E ne ebbe ulteriore conferma, insieme a Maurizio Federico, nella ricerca presso l’anagrafe del comune di Torrice dove, grazie alla collaborazione della responsabile dell’ufficio, Katia Savo, risultò che Gino, figlio di Giuseppe e Filomena Fiacco, vi era stato registrato con il nome di Luigi «avanti a me Manni Giacinto podestà» sempre quel primo maggio del 1938. Ma risultava anche, per la cronaca, che era stato cancellato dagli stessi registri il 6 dicembre 1952 per “irreperibilità”.
Sta di fatto che il positivo esito della ricerca lo si poteva comunicare, con quale comprensibile emozione è facile intuire, alla professoressa Rondinelli proprio nell’immediata vigilia della sua partenza per Frosinone insieme a Gino per una visita già programmata a prescindere dall’esito della ricerca e che deve essere quindi adeguata agli importanti sviluppi intervenuti.
E nel pomeriggio di venerdì 19 ottobre Gino può finalmente conoscere i suoi parenti in località Cervona, proprio nel luogo dove era la casa dove lui aveva vissuto i suoi primi anni di vita.
Quella casa non c’è più. Al suo posto, nello stesso luogo, vi è ora una moderna costruzione dove vive suo nipote Francesco, figlio di Domenico, quel fratello più grande di lui di sedici anni di cui Gino ignorava l’esistenza e che purtroppo non ha potuto conoscere essendo morto nel 1995.
Ci sono, però, i suoi figli: Francesco, appunto, e, poi, Sebastiana e Filomena che abitano a Veroli e che non sono mancate all’appuntamento con lo zio. Cosa che, invece, non hanno potuto fare Giuseppina e Luciano, gli altri loro fratelli, perché emigrati in Canada così come Vincenzo morto anche lui.

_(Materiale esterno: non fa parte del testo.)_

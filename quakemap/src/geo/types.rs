//! Region enumeration and region filter selection.

use std::fmt;
use std::str::FromStr;

use serde::Serialize;
use thiserror::Error;

/// Macro-geographic region an event is classified into.
///
/// Derived from the epicenter coordinates by [`crate::geo::classify`]; never
/// read from the feed itself.
#[derive(Debug, Clone, Copy, PartialEq, Eq, Hash, Serialize)]
pub enum Region {
    Africa,
    Antarctica,
    Asia,
    #[serde(rename = "Australia/Oceania")]
    AustraliaOceania,
    Europe,
    NorthAmerica,
    SouthAmerica,
    /// No bounding box matched.
    Unknown,
}

impl Region {
    /// All regions in classification priority order, `Unknown` last.
    pub const ALL: [Region; 8] = [
        Region::Africa,
        Region::Antarctica,
        Region::Asia,
        Region::AustraliaOceania,
        Region::Europe,
        Region::NorthAmerica,
        Region::SouthAmerica,
        Region::Unknown,
    ];

    /// Human-readable region name.
    pub fn name(&self) -> &'static str {
        match self {
            Region::Africa => "Africa",
            Region::Antarctica => "Antarctica",
            Region::Asia => "Asia",
            Region::AustraliaOceania => "Australia/Oceania",
            Region::Europe => "Europe",
            Region::NorthAmerica => "North America",
            Region::SouthAmerica => "South America",
            Region::Unknown => "Unknown",
        }
    }
}

impl fmt::Display for Region {
    fn fmt(&self, f: &mut fmt::Formatter<'_>) -> fmt::Result {
        f.write_str(self.name())
    }
}

/// Error returned when a region name cannot be recognized.
#[derive(Debug, Clone, PartialEq, Eq, Error)]
#[error("unknown region '{0}'")]
pub struct UnknownRegion(pub String);

/// Lowercases and strips separators so "North America", "north-america"
/// and "NorthAmerica" compare equal.
fn normalize(name: &str) -> String {
    name.chars()
        .filter(|c| c.is_alphanumeric())
        .flat_map(char::to_lowercase)
        .collect()
}

impl FromStr for Region {
    type Err = UnknownRegion;

    fn from_str(s: &str) -> Result<Self, Self::Err> {
        match normalize(s).as_str() {
            "africa" => Ok(Region::Africa),
            "antarctica" => Ok(Region::Antarctica),
            "asia" => Ok(Region::Asia),
            "australiaoceania" | "australia" | "oceania" => Ok(Region::AustraliaOceania),
            "europe" => Ok(Region::Europe),
            "northamerica" => Ok(Region::NorthAmerica),
            "southamerica" => Ok(Region::SouthAmerica),
            "unknown" => Ok(Region::Unknown),
            _ => Err(UnknownRegion(s.to_string())),
        }
    }
}

/// Region predicate of the filter engine: everything, or one region.
#[derive(Debug, Clone, Copy, PartialEq, Eq, Default)]
pub enum RegionFilter {
    #[default]
    All,
    Only(Region),
}

impl RegionFilter {
    /// Returns true if `region` passes this filter.
    #[inline]
    pub fn accepts(&self, region: Region) -> bool {
        match self {
            RegionFilter::All => true,
            RegionFilter::Only(wanted) => *wanted == region,
        }
    }
}

impl From<Region> for RegionFilter {
    fn from(region: Region) -> Self {
        RegionFilter::Only(region)
    }
}

impl fmt::Display for RegionFilter {
    fn fmt(&self, f: &mut fmt::Formatter<'_>) -> fmt::Result {
        match self {
            RegionFilter::All => f.write_str("All"),
            RegionFilter::Only(region) => region.fmt(f),
        }
    }
}

impl FromStr for RegionFilter {
    type Err = UnknownRegion;

    fn from_str(s: &str) -> Result<Self, Self::Err> {
        if normalize(s) == "all" {
            return Ok(RegionFilter::All);
        }
        s.parse().map(RegionFilter::Only)
    }
}

#[cfg(test)]
mod tests {
    use super::*;

    #[test]
    fn test_region_from_str_accepts_display_names() {
        for region in Region::ALL {
            let parsed: Region = region.name().parse().unwrap();
            assert_eq!(parsed, region);
        }
    }

    #[test]
    fn test_region_from_str_is_lenient() {
        assert_eq!("north-america".parse::<Region>().unwrap(), Region::NorthAmerica);
        assert_eq!("SouthAmerica".parse::<Region>().unwrap(), Region::SouthAmerica);
        assert_eq!("oceania".parse::<Region>().unwrap(), Region::AustraliaOceania);
        assert!("atlantis".parse::<Region>().is_err());
    }

    #[test]
    fn test_region_filter_parse() {
        assert_eq!("All".parse::<RegionFilter>().unwrap(), RegionFilter::All);
        assert_eq!(
            "europe".parse::<RegionFilter>().unwrap(),
            RegionFilter::Only(Region::Europe)
        );
    }

    #[test]
    fn test_region_filter_accepts() {
        assert!(RegionFilter::All.accepts(Region::Unknown));
        assert!(RegionFilter::Only(Region::Asia).accepts(Region::Asia));
        assert!(!RegionFilter::Only(Region::Asia).accepts(Region::Europe));
    }
}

Il giorno dopo, sabato, Gino si reca al cimitero di Torrice per rendere omaggio alla tomba dei suoi cari; poi, alle Valli di Aquino e, quindi, in prossimità del fiume Melfa, dalle parti di San Vito, dove, tra il 23 e il 25 maggio del 1944, le truppe canadesi sostennero duri ma vittoriosi scontri contro i tedeschi. Luoghi, cioè, che nell’immediatezza della fine delle ostilità Gino potrebbe avere avuto occasione di vedere. Del resto, secondo Gianni Blasi, quella foto con Mert e Red in costumi adamitici sullo sfondo di un dolce ondulare di colline potrebbe essere stata scattata ai margini di un campo di granone sulla Caragno, presso Ceprano. È siccome quello scatto, a detto dello stesso Gino, sarebbe del 6 luglio 1944, ciò confermerebbe che egli si muovesse nel territorio accompagnando i suoi amici canadesi nelle loro missioni.
La curiosità di Gino per quegli scorci che rivede dopo anni è grande.
Ed anche la commozione. Ma l’unico ricordo di allora che riesce a rivivere con gli occhi di oggi è probabilmente legato al tempo della fame: il campo di fave al di sopra della collina che degrada verso casa.
L’emozione, infine. «Ora quando mi chiedono qualcosa del mio passato», mi scrive Gino, «finalmente posso rispondere, di chi ero figlio e chi era mia mamma. A lei il mio pensiero più caro per il dolore che dovette subire, dico a lei, perché le mamme sole erano le più vulnerabili appesantite dalle responsabilità dei figli di come sfamarli e accudirli in tempi così drammatici» (2, fine).
© Costantino Jadecola, 2012.
[1] Un ragazzo di quattordici anni è nato ufficialmente da due mesi. In Carlino sera. 8 marzo 1954.
[2] Un bambino biondo con occhi neri. In Il Rapido. Anno I, numero 3. 17 dicembre 1945.
[3] Verso l’identificazione del bambino biondo ospitato a Coccolia. In Il Rapido Anno II, numero 3. 11 febbraio 1946.